I'm sorry, but I find it so funny that most convention centers won't let balloons in the door because of the extra cost associated with getting them down. Every time I see that in Event Guides I laugh. I was doing a show in Florida a few weeks ago and the venue staff went ballistic on this 8 year old girl for having a balloon attached to her arm haha....The event manager tells the head of the show "this is a serious thing, it costs $1000 to get them down".

Can somebody devise a BB gun or something that we can use to get them down so they can take this out of their Event Guides please.


----------



## Footer (Oct 16, 2010)

One of the reasons many places, including a few facilities that I work at, won't let balloons in is these: 


Infrared Optical Beam Smoke Detector


I have seen entire buildings evacuated because one balloon got in. Many convention centers/gymnasiums/theatres are equipped with these things because they can cover a large area with few units. I have worked in more then one theatre that you can not go into the grid without shutting off the alarm because these things are cris-crossed through the grid. So, sometimes it might be they just don't want to go and pop the balloons after the event, however many times is because they don't want a loose balloon to evacuate 10,000 people into a busy city street.


----------



## mstaylor (Oct 16, 2010)

Most kids shows retrieve show ballons after the show with a fishing rod, a gerneric balloon and some double faced tape. I watched a guy the other night that was bringing down two at a time.


----------



## MNicolai (Oct 16, 2010)

The first time you have to rent a boom lift to get streamers off of the ceiling clouds above your audience that were fired out of a confetti cannon coincidentally happens to be the last time you ever let something like that happen.

By the way, this:


> Most kids shows retrieve show ballons after the show with a fishing rod, a gerneric balloon and some double faced tape. I watched a guy the other night that was bringing down two at a time.



That's just brilliant.


----------



## mstaylor (Oct 16, 2010)

Sometimes simple works.


----------



## ruinexplorer (Oct 17, 2010)

They gently retrieve them so that they can re-sell them (sometimes attached to a stick for the second sell). I've heard of at least one big company that does that.

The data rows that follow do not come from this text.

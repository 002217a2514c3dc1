//! Structural response checks.
//!
//! A [`ShapeCheck`] inspects the raw JSON before it is decoded. The
//! [`ValidationPolicy`] decides what a failing check means: `Enforce` (the default)
//! fails the call, `Warn` logs and lets the decode proceed.

use serde::Deserialize;
use serde_json::Value;

/// Outcome of a [`ShapeCheck`].
#[derive(Debug, Clone, PartialEq, Eq)]
pub enum ShapeOutcome {
    Valid,
    Invalid(String),
}

impl ShapeOutcome {
    pub fn is_valid(&self) -> bool {
        matches!(self, ShapeOutcome::Valid)
    }
}

/// Inspects a raw response body.
pub type ShapeCheck = fn(&Value) -> ShapeOutcome;

/// What to do when a [`ShapeCheck`] fails.
#[derive(Debug, Clone, Copy, PartialEq, Eq, Default, Deserialize)]
#[serde(rename_all = "lowercase")]
pub enum ValidationPolicy {
    #[default]
    Enforce,
    Warn,
}

/// Checks that `value` is an object carrying every field in `fields` (non-null).
pub fn require_fields(value: &Value, fields: &[&str]) -> ShapeOutcome {
    let Some(object) = value.as_object() else {
        return ShapeOutcome::Invalid(format!("expected object, got {}", kind(value)));
    };
    let missing: Vec<&str> = fields
        .iter()
        .copied()
        .filter(|field| object.get(*field).map_or(true, Value::is_null))
        .collect();
    if missing.is_empty() {
        ShapeOutcome::Valid
    } else {
        ShapeOutcome::Invalid(format!("missing fields: {}", missing.join(", ")))
    }
}

/// Applies `item` to every element of a JSON array.
pub fn each_item(value: &Value, item: Option<ShapeCheck>) -> ShapeOutcome {
    let Some(items) = value.as_array() else {
        return ShapeOutcome::Invalid(format!("expected array, got {}", kind(value)));
    };
    let Some(item) = item else {
        return ShapeOutcome::Valid;
    };
    items
        .iter()
        .enumerate()
        .find_map(|(index, value)| match item(value) {
            ShapeOutcome::Valid => None,
            ShapeOutcome::Invalid(reason) => {
                Some(ShapeOutcome::Invalid(format!("item {index}: {reason}")))
            }
        })
        .unwrap_or(ShapeOutcome::Valid)
}

fn kind(value: &Value) -> &'static str {
    match value {
        Value::Null => "null",
        Value::Bool(_) => "bool",
        Value::Number(_) => "number",
        Value::String(_) => "string",
        Value::Array(_) => "array",
        Value::Object(_) => "object",
    }
}

#[cfg(test)]
mod tests {
    use super::*;
    use serde_json::json;

    #[test]
    fn require_fields_reports_missing_and_null() {
        let outcome = require_fields(&json!({"id": "1", "title": null}), &["id", "title", "company_id"]);
        assert_eq!(
            outcome,
            ShapeOutcome::Invalid("missing fields: title, company_id".to_string())
        );
        assert!(require_fields(&json!({"id": "1", "title": "x"}), &["id", "title"]).is_valid());
    }

    #[test]
    fn require_fields_rejects_non_objects() {
        assert_eq!(
            require_fields(&json!([1, 2]), &["id"]),
            ShapeOutcome::Invalid("expected object, got array".to_string())
        );
    }

    #[test]
    fn each_item_points_at_first_bad_element() {
        fn has_id(v: &Value) -> ShapeOutcome {
            require_fields(v, &["id"])
        }
        let outcome = each_item(&json!([{"id": 1}, {"name": "x"}]), Some(has_id));
        assert_eq!(
            outcome,
            ShapeOutcome::Invalid("item 1: missing fields: id".to_string())
        );
        assert!(each_item(&json!([]), Some(has_id)).is_valid());
        assert!(!each_item(&json!({}), None).is_valid());
    }

    #[test]
    fn policy_defaults_to_enforce() {
        assert_eq!(ValidationPolicy::default(), ValidationPolicy::Enforce);
    }
}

Seriously though, even if the balloon pops and you don't have the IR detectors to worry about in the first place, the balloons often get snared in the ceiling making it a costly endeavor to retreive the remains.


----------



## shiben (Oct 18, 2010)

MNicolai said:


> The first time you have to rent a boom lift to get streamers off of the ceiling clouds above your audience that were fired out of a confetti cannon coincidentally happens to be the last time you ever let something like that happen.


 
+1 to this. After 4 hours of vaccuming air ducts in the high steel to try and remove confetti, the people I used to work for no longer allow stuff like this. The best bit was when some that we had missed fell on the president of the college during an important lecture. Another few hours in the steel and we had all that we could find cleaned up, but we had it falling for a year later. The only reason we KNOW it stopped was they knocked the building down.


----------



## WooferHound (Oct 19, 2010)

They allow balloons in the building I work at. When I go up on the catwalks in the exhibit halls I can see them clogging up the airconditioner return vents.


----------



## Tex (Oct 22, 2010)

Footer said:


> One of the reasons many places, including a few facilities that I work at, won't let balloons in is these:
> 
> Infrared Optical Beam Smoke Detector
> 
> ...


I'm sure these are a great safety tool, but they can be a real pain. The last theatre I worked in had these and I made a few people very angry when they found out they couldn't use a fog machine. I'm just glad they crossed under the FOH position. I can't imagine having to shut them off to change a lamp or focus.


----------



## Footer (Oct 22, 2010)

Tex said:


> I'm sure these are a great safety tool, but they can be a real pain. The last theatre I worked in had these and I made a few people very angry when they found out they couldn't use a fog machine. I'm just glad they crossed under the FOH position. I can't imagine having to shut them off to change a lamp or focus.


 
Nearly every venue that has adequate smoke detection won't allow fog or haze without disarming the smoke detectors and going under some sort of fire watch. We have these at The Egg and we have to go under a fire watch every time we use haze. All that involves is that the alarm will not sound if these are tripped, however we still get an alarm backstage if they trip. Someone just has to stand next to the alarm annunciator and if the alarm does trip, they have to hit an abort button if the alarm is not real. If the button is not hit in 60 seconds, fire wall comes in and the alarm goes off proper. After you hit the abort button a timer starts. If the fault is not cleared in 15 minutes, the process starts all over again. 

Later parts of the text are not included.